→ **What you will do**: Show, from the entries below, every line in which "OnyxDescriptorSet" appears.

── Dataset records ──

#[cfg(feature = "onyx-dx11")]
use crate::dx11::OnyxCommandBufferDx11;
#[cfg(any(feature = "onyx-empty", not(feature = "onyx-dx11")))]
use crate::empty::OnyxCommandBufferEmpty;
use crate::{
    OnyxBufferBarrier, OnyxClearStorageValue, OnyxDescriptor, OnyxDescriptorSet,
    OnyxIndexBufferBinding, OnyxPipeline, OnyxPipelineLayout, OnyxResult, OnyxSamplePosition,
    OnyxScissor, OnyxTexture, OnyxTextureBarrier, OnyxVertexBufferBinding, OnyxViewport,
};

/// A recorded stream of rendering/compute/copy work. `begin` starts a recording (resetting any
/// previous one), `end` finalizes it, and the queue replays it at submit time. A command buffer
/// is single-threaded, but separate command buffers may be recorded concurrently.
#[derive(Debug)]
pub enum OnyxCommandBuffer {
    #[cfg(feature = "onyx-dx11")]
    Dx11(OnyxCommandBufferDx11),
    #[cfg(any(feature = "onyx-empty", not(feature = "onyx-dx11")))]
    Empty(OnyxCommandBufferEmpty),
}

macro_rules! dispatch {
    ($self:ident, $inner:ident, $body:expr) => {
        match $self {
            #[cfg(feature = "onyx-dx11")]
            OnyxCommandBuffer::Dx11($inner) => $body,
            #[cfg(any(feature = "onyx-empty", not(feature = "onyx-dx11")))]
            OnyxCommandBuffer::Empty($inner) => $body,
        }
    };
}

impl OnyxCommandBuffer {
    pub fn begin(&self) -> OnyxResult<()> {
        dispatch!(self, inner, inner.begin())
    }

    pub fn end(&self) -> OnyxResult<()> {
        dispatch!(self, inner, inner.end())
    }

    pub fn cmd_set_viewports(
        &self,
        viewports: &[OnyxViewport],
    ) -> OnyxResult<()> {
        dispatch!(self, inner, inner.cmd_set_viewports(viewports))
    }

    pub fn cmd_set_scissors(
        &self,
        scissors: &[OnyxScissor],
    ) -> OnyxResult<()> {
        dispatch!(self, inner, inner.cmd_set_scissors(scissors))
    }

    pub fn cmd_set_stencil_reference(
        &self,
        value: u32,
    ) -> OnyxResult<()> {
        dispatch!(self, inner, inner.cmd_set_stencil_reference(value))
    }

    pub fn cmd_set_sample_positions(
        &self,
        positions: &[OnyxSamplePosition],
    ) -> OnyxResult<()> {
        dispatch!(self, inner, inner.cmd_set_sample_positions(positions))
    }

    pub fn cmd_bind_render_targets(
        &self,
        color_targets: &[&OnyxTexture],
        depth_target: Option<&OnyxTexture>,
    ) -> OnyxResult<()> {
        match self {
            #[cfg(feature = "onyx-dx11")]
            OnyxCommandBuffer::Dx11(inner) => {
                let color_targets: Vec<_> = color_targets
                    .iter()
                    .map(|t| t.dx11_texture().unwrap())
                    .collect();
                inner.cmd_bind_render_targets(
                    &color_targets,
                    depth_target.map(|t| t.dx11_texture().unwrap()),
                )
            }
            #[cfg(any(feature = "onyx-empty", not(feature = "onyx-dx11")))]
            OnyxCommandBuffer::Empty(inner) => {
                let color_targets: Vec<_> = color_targets
                    .iter()
                    .map(|t| t.empty_texture().unwrap())
                    .collect();
                inner.cmd_bind_render_targets(
                    &color_targets,
                    depth_target.map(|t| t.empty_texture().unwrap()),
                )
            }
        }
    }

    pub fn cmd_clear_render_target(
        &self,
        texture: &OnyxTexture,
        color: [f32; 4],
    ) -> OnyxResult<()> {
        match self {
            #[cfg(feature = "onyx-dx11")]
            OnyxCommandBuffer::Dx11(inner) => {
                inner.cmd_clear_render_target(texture.dx11_texture().unwrap(), color)
            }
            #[cfg(any(feature = "onyx-empty", not(feature = "onyx-dx11")))]
            OnyxCommandBuffer::Empty(inner) => {
                inner.cmd_clear_render_target(texture.empty_texture().unwrap(), color)
            }
        }
    }

    pub fn cmd_clear_depth_stencil(
        &self,
        texture: &OnyxTexture,
        depth: f32,
        stencil: u8,
    ) -> OnyxResult<()> {
        match self {
            #[cfg(feature = "onyx-dx11")]
            OnyxCommandBuffer::Dx11(inner) => {
                inner.cmd_clear_depth_stencil(texture.dx11_texture().unwrap(), depth, stencil)
            }
            #[cfg(any(feature = "onyx-empty", not(feature = "onyx-dx11")))]
            OnyxCommandBuffer::Empty(inner) => {
                inner.cmd_clear_depth_stencil(texture.empty_texture().unwrap(), depth, stencil)
            }
        }
    }

    pub fn cmd_clear_storage(
        &self,
        descriptor: &OnyxDescriptor,
        value: OnyxClearStorageValue,
    ) -> OnyxResult<()> {
        match self {
            #[cfg(feature = "onyx-dx11")]
            OnyxCommandBuffer::Dx11(inner) => {
                inner.cmd_clear_storage(descriptor.dx11_descriptor().unwrap(), value)
            }
            #[cfg(any(feature = "onyx-empty", not(feature = "onyx-dx11")))]
            OnyxCommandBuffer::Empty(inner) => {
                inner.cmd_clear_storage(descriptor.empty_descriptor().unwrap(), value)
            }
        }
    }

    pub fn cmd_bind_vertex_buffers(
        &self,
        first_binding: u32,
        bindings: &[OnyxVertexBufferBinding],
    ) -> OnyxResult<()> {
        dispatch!(self, inner, inner.cmd_bind_vertex_buffers(first_binding, bindings))
    }

    pub fn cmd_bind_index_buffer(
        &self,
        binding: &OnyxIndexBufferBinding,
    ) -> OnyxResult<()> {
        dispatch!(self, inner, inner.cmd_bind_index_buffer(binding))
    }

    pub fn cmd_bind_pipeline_layout(
        &self,
        pipeline_layout: &OnyxPipelineLayout,
    ) -> OnyxResult<()> {
        match self {
            #[cfg(feature = "onyx-dx11")]
            OnyxCommandBuffer::Dx11(inner) => {
                inner.cmd_bind_pipeline_layout(pipeline_layout.dx11_pipeline_layout().unwrap())
            }
            #[cfg(any(feature = "onyx-empty", not(feature = "onyx-dx11")))]
            OnyxCommandBuffer::Empty(inner) => {
                inner.cmd_bind_pipeline_layout(pipeline_layout.empty_pipeline_layout().unwrap())
            }
        }
    }

    pub fn cmd_bind_pipeline(
        &self,
        pipeline: &OnyxPipeline,
    ) -> OnyxResult<()> {
        match self {
            #[cfg(feature = "onyx-dx11")]
            OnyxCommandBuffer::Dx11(inner) => {
                inner.cmd_bind_pipeline(pipeline.dx11_pipeline().unwrap())
            }
            #[cfg(any(feature = "onyx-empty", not(feature = "onyx-dx11")))]
            OnyxCommandBuffer::Empty(inner) => {
                inner.cmd_bind_pipeline(pipeline.empty_pipeline().unwrap())
            }
        }
    }

    /// Bind a descriptor set. `dynamic_offsets` supplies one byte offset per
    /// dynamic-constant-buffer range declared in the set, in declaration order; the count must
    /// match exactly.
    pub fn cmd_bind_descriptor_set(
        &self,
        descriptor_set: &OnyxDescriptorSet,
        dynamic_offsets: &[u32],
    ) -> OnyxResult<()> {
        match self {
            #[cfg(feature = "onyx-dx11")]
            OnyxCommandBuffer::Dx11(inner) => inner.cmd_bind_descriptor_set(
                descriptor_set.dx11_descriptor_set().unwrap(),
                dynamic_offsets,
            ),
            #[cfg(any(feature = "onyx-empty", not(feature = "onyx-dx11")))]
            OnyxCommandBuffer::Empty(inner) => inner.cmd_bind_descriptor_set(
                descriptor_set.empty_descriptor_set().unwrap(),
                dynamic_offsets,
            ),
        }
    }

    pub fn cmd_set_push_constants(
        &self,
        push_constant_index: u32,
        data: &[u8],
    ) -> OnyxResult<()> {
        dispatch!(self, inner, inner.cmd_set_push_constants(push_constant_index, data))
    }

    pub fn cmd_draw(
        &self,
        vertex_count: u32,
        first_vertex: u32,
    ) -> OnyxResult<()> {
        dispatch!(self, inner, inner.cmd_draw(vertex_count, first_vertex))
    }

    pub fn cmd_draw_instanced(
        &self,
        vertex_count: u32,
        instance_count: u32,
        first_vertex: u32,
        first_instance: u32,
    ) -> OnyxResult<()> {
        dispatch!(
            self,
            inner,
            inner.cmd_draw_instanced(vertex_count, instance_count, first_vertex, first_instance)
        )
    }

    pub fn cmd_draw_indexed(
        &self,
        index_count: u32,
        first_index: u32,
        vertex_offset: i32,
    ) -> OnyxResult<()> {
        dispatch!(
            self,
            inner,
            inner.cmd_draw_indexed(index_count, first_index, vertex_offset)
        )
    }

    pub fn cmd_draw_indexed_instanced(
        &self,
        index_count: u32,
        instance_count: u32,
        first_index: u32,
        vertex_offset: i32,
        first_instance: u32,
    ) -> OnyxResult<()> {
        dispatch!(
            self,
            inner,
            inner.cmd_draw_indexed_instanced(
                index_count,
                instance_count,
                first_index,
                vertex_offset,
                first_instance,
            )
        )
    }

    pub fn cmd_draw_indirect(
        &self,
        args_buffer: &crate::OnyxBuffer,
        byte_offset: u32,
    ) -> OnyxResult<()> {
        match self {
            #[cfg(feature = "onyx-dx11")]
            OnyxCommandBuffer::Dx11(inner) => {
                inner.cmd_draw_indirect(args_buffer.dx11_buffer().unwrap(), byte_offset)
            }
            #[cfg(any(feature = "onyx-empty", not(feature = "onyx-dx11")))]
            OnyxCommandBuffer::Empty(inner) => {
                inner.cmd_draw_indirect(args_buffer.empty_buffer().unwrap(), byte_offset)
            }
        }
    }

    pub fn cmd_draw_indexed_indirect(
        &self,
        args_buffer: &crate::OnyxBuffer,
        byte_offset: u32,
    ) -> OnyxResult<()> {
        match self {
            #[cfg(feature = "onyx-dx11")]
            OnyxCommandBuffer::Dx11(inner) => {
                inner.cmd_draw_indexed_indirect(args_buffer.dx11_buffer().unwrap(), byte_offset)
            }
            #[cfg(any(feature = "onyx-empty", not(feature = "onyx-dx11")))]
            OnyxCommandBuffer::Empty(inner) => {
                inner.cmd_draw_indexed_indirect(args_buffer.empty_buffer().unwrap(), byte_offset)
            }
        }
    }

    pub fn cmd_dispatch(
        &self,
        group_count_x: u32,
        group_count_y: u32,
        group_count_z: u32,
    ) -> OnyxResult<()> {
        dispatch!(
            self,
            inner,
            inner.cmd_dispatch(group_count_x, group_count_y, group_count_z)
        )
    }

    pub fn cmd_dispatch_indirect(
        &self,
        args_buffer: &crate::OnyxBuffer,
        byte_offset: u32,
    ) -> OnyxResult<()> {
        match self {
            #[cfg(feature = "onyx-dx11")]
            OnyxCommandBuffer::Dx11(inner) => {
                inner.cmd_dispatch_indirect(args_buffer.dx11_buffer().unwrap(), byte_offset)
            }
            #[cfg(any(feature = "onyx-empty", not(feature = "onyx-dx11")))]
            OnyxCommandBuffer::Empty(inner) => {
                inner.cmd_dispatch_indirect(args_buffer.empty_buffer().unwrap(), byte_offset)
            }
        }
    }

    pub fn cmd_copy_buffer_to_buffer(
        &self,
        src_buffer: &crate::OnyxBuffer,
        dst_buffer: &crate::OnyxBuffer,
        src_offset: u64,
        dst_offset: u64,
        size: u64,
    ) -> OnyxResult<()> {
        match self {
            #[cfg(feature = "onyx-dx11")]
            OnyxCommandBuffer::Dx11(inner) => inner.cmd_copy_buffer_to_buffer(
                src_buffer.dx11_buffer().unwrap(),
                dst_buffer.dx11_buffer().unwrap(),
                src_offset,
                dst_offset,
                size,
            ),
            #[cfg(any(feature = "onyx-empty", not(feature = "onyx-dx11")))]
            OnyxCommandBuffer::Empty(inner) => inner.cmd_copy_buffer_to_buffer(
                src_buffer.empty_buffer().unwrap(),
                dst_buffer.empty_buffer().unwrap(),
                src_offset,
                dst_offset,
                size,
            ),
        }
    }

    pub fn cmd_copy_texture(
        &self,
        src_texture: &OnyxTexture,
        src_mip_level: u32,
        src_array_layer: u32,
        dst_texture: &OnyxTexture,
        dst_mip_level: u32,
        dst_array_layer: u32,
    ) -> OnyxResult<()> {
        match self {
            #[cfg(feature = "onyx-dx11")]
            OnyxCommandBuffer::Dx11(inner) => inner.cmd_copy_texture(
                src_texture.dx11_texture().unwrap(),
                src_mip_level,
                src_array_layer,
                dst_texture.dx11_texture().unwrap(),
                dst_mip_level,
                dst_array_layer,
            ),
            #[cfg(any(feature = "onyx-empty", not(feature = "onyx-dx11")))]
            OnyxCommandBuffer::Empty(inner) => inner.cmd_copy_texture(
                src_texture.empty_texture().unwrap(),
                src_mip_level,
                src_array_layer,
                dst_texture.empty_texture().unwrap(),
                dst_mip_level,
                dst_array_layer,
            ),
        }
    }

    pub fn cmd_resource_barrier(
        &self,
        buffer_barriers: &[OnyxBufferBarrier],
        texture_barriers: &[OnyxTextureBarrier],
    ) -> OnyxResult<()> {
        dispatch!(
            self,
            inner,
            inner.cmd_resource_barrier(buffer_barriers, texture_barriers)
        )
    }

    pub fn cmd_begin_annotation(
        &self,
        name: &str,
    ) -> OnyxResult<()> {
        dispatch!(self, inner, inner.cmd_begin_annotation(name))
    }

    pub fn cmd_end_annotation(&self) -> OnyxResult<()> {
        dispatch!(self, inner, inner.cmd_end_annotation())
    }

    /// Get the underlying dx11 API object. This provides access to any internally created
    /// dx11 objects.
    #[cfg(feature = "onyx-dx11")]
    pub fn dx11_command_buffer(&self) -> Option<&OnyxCommandBufferDx11> {
        match self {
            #[cfg(feature = "onyx-dx11")]
            OnyxCommandBuffer::Dx11(inner) => Some(inner),
            #[cfg(any(feature = "onyx-empty", not(feature = "onyx-dx11")))]
            OnyxCommandBuffer::Empty(_) => None,
        }
    }

    #[cfg(any(feature = "onyx-empty", not(feature = "onyx-dx11")))]
    pub fn empty_command_buffer(&self) -> Option<&OnyxCommandBufferEmpty> {
        match self {
            #[cfg(feature = "onyx-dx11")]
            OnyxCommandBuffer::Dx11(_) => None,
            #[cfg(any(feature = "onyx-empty", not(feature = "onyx-dx11")))]
            OnyxCommandBuffer::Empty(inner) => Some(inner),
        }
    }
}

───

→ **Reply**:
    OnyxBufferBarrier, OnyxClearStorageValue, OnyxDescriptor, OnyxDescriptorSet,
        descriptor_set: &OnyxDescriptorSet,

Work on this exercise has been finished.